*Directions*
Only a number is expected: how many lines in the data below contain the word "usize".

*Stored data entries*

==============================

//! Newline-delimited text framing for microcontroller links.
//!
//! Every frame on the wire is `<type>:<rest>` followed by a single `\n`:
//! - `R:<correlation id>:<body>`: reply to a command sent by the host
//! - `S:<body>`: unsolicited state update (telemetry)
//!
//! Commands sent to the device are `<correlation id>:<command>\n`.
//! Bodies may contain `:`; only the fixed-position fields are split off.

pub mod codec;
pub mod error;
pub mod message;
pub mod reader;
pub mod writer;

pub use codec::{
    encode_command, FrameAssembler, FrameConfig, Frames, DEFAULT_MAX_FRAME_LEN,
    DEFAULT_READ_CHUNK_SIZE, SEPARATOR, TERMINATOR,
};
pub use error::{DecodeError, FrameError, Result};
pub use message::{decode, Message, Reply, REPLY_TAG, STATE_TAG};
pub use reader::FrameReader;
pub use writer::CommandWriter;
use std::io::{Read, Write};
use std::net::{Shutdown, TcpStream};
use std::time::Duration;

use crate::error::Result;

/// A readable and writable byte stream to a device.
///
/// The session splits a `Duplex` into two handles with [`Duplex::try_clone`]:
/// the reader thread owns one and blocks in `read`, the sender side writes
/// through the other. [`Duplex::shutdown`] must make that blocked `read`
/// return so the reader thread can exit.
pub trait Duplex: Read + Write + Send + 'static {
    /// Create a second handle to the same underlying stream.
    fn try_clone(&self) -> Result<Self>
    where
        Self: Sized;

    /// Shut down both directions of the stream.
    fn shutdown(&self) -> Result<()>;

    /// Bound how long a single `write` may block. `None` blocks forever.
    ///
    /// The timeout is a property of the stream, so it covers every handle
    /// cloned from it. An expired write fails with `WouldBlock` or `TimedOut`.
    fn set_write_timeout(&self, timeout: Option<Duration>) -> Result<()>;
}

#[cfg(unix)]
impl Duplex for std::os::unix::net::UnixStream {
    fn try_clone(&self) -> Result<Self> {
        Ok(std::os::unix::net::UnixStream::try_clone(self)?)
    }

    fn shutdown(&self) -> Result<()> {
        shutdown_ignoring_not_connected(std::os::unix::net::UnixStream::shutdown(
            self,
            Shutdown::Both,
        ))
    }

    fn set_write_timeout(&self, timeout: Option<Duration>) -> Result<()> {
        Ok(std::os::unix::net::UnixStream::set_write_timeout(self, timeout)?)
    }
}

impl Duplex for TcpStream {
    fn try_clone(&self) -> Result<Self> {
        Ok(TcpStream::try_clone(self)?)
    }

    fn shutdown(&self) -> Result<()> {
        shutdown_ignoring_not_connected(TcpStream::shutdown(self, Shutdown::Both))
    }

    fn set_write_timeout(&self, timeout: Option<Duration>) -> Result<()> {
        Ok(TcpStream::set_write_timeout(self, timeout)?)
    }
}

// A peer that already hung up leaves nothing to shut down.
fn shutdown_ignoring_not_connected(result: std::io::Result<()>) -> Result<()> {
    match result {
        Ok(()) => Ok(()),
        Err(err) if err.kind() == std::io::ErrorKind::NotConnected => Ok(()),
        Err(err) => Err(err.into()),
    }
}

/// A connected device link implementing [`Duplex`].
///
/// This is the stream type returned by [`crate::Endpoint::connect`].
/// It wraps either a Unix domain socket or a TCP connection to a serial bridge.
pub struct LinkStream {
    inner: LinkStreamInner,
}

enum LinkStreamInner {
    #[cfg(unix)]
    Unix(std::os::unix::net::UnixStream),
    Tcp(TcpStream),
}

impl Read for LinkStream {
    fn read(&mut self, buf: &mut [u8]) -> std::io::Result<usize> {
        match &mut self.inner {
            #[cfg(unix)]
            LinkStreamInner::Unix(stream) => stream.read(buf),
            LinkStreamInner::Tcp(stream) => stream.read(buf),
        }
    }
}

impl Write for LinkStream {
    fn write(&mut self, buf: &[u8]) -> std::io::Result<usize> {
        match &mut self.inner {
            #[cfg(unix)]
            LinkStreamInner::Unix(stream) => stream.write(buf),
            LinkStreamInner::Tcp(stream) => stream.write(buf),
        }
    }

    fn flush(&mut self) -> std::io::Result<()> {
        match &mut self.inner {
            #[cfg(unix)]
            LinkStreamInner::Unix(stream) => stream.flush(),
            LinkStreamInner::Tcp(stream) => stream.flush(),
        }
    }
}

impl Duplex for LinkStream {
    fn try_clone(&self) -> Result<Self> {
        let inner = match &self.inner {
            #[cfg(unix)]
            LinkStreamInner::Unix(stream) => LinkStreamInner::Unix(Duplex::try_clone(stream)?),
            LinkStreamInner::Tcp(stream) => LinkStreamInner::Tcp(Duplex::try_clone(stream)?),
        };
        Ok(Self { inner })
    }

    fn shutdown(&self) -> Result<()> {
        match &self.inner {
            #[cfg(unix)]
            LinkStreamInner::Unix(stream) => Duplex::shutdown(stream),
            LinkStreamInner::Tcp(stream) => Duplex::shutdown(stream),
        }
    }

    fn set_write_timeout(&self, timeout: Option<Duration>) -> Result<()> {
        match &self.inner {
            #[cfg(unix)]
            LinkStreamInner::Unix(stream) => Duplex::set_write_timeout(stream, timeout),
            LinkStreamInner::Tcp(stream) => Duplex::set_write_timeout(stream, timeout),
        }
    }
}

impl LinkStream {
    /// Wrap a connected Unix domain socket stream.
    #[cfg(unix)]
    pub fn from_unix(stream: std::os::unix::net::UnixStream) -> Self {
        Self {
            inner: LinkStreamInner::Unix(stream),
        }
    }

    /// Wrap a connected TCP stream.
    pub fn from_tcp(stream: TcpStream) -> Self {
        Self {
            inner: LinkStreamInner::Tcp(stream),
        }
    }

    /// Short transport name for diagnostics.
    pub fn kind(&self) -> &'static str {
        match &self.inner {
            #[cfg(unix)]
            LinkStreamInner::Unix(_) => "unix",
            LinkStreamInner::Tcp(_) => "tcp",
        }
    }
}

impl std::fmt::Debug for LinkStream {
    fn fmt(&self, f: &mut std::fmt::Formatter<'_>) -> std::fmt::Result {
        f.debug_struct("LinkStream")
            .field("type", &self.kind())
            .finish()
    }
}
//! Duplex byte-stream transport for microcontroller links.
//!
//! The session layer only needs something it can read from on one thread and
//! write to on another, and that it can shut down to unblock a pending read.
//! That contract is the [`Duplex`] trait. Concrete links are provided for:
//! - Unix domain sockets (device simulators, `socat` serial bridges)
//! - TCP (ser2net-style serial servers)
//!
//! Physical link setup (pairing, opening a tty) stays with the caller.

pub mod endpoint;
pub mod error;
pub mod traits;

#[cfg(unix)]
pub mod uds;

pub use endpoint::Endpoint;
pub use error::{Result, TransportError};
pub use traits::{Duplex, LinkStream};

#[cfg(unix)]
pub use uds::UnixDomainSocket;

==============================

*Reply to the task*
2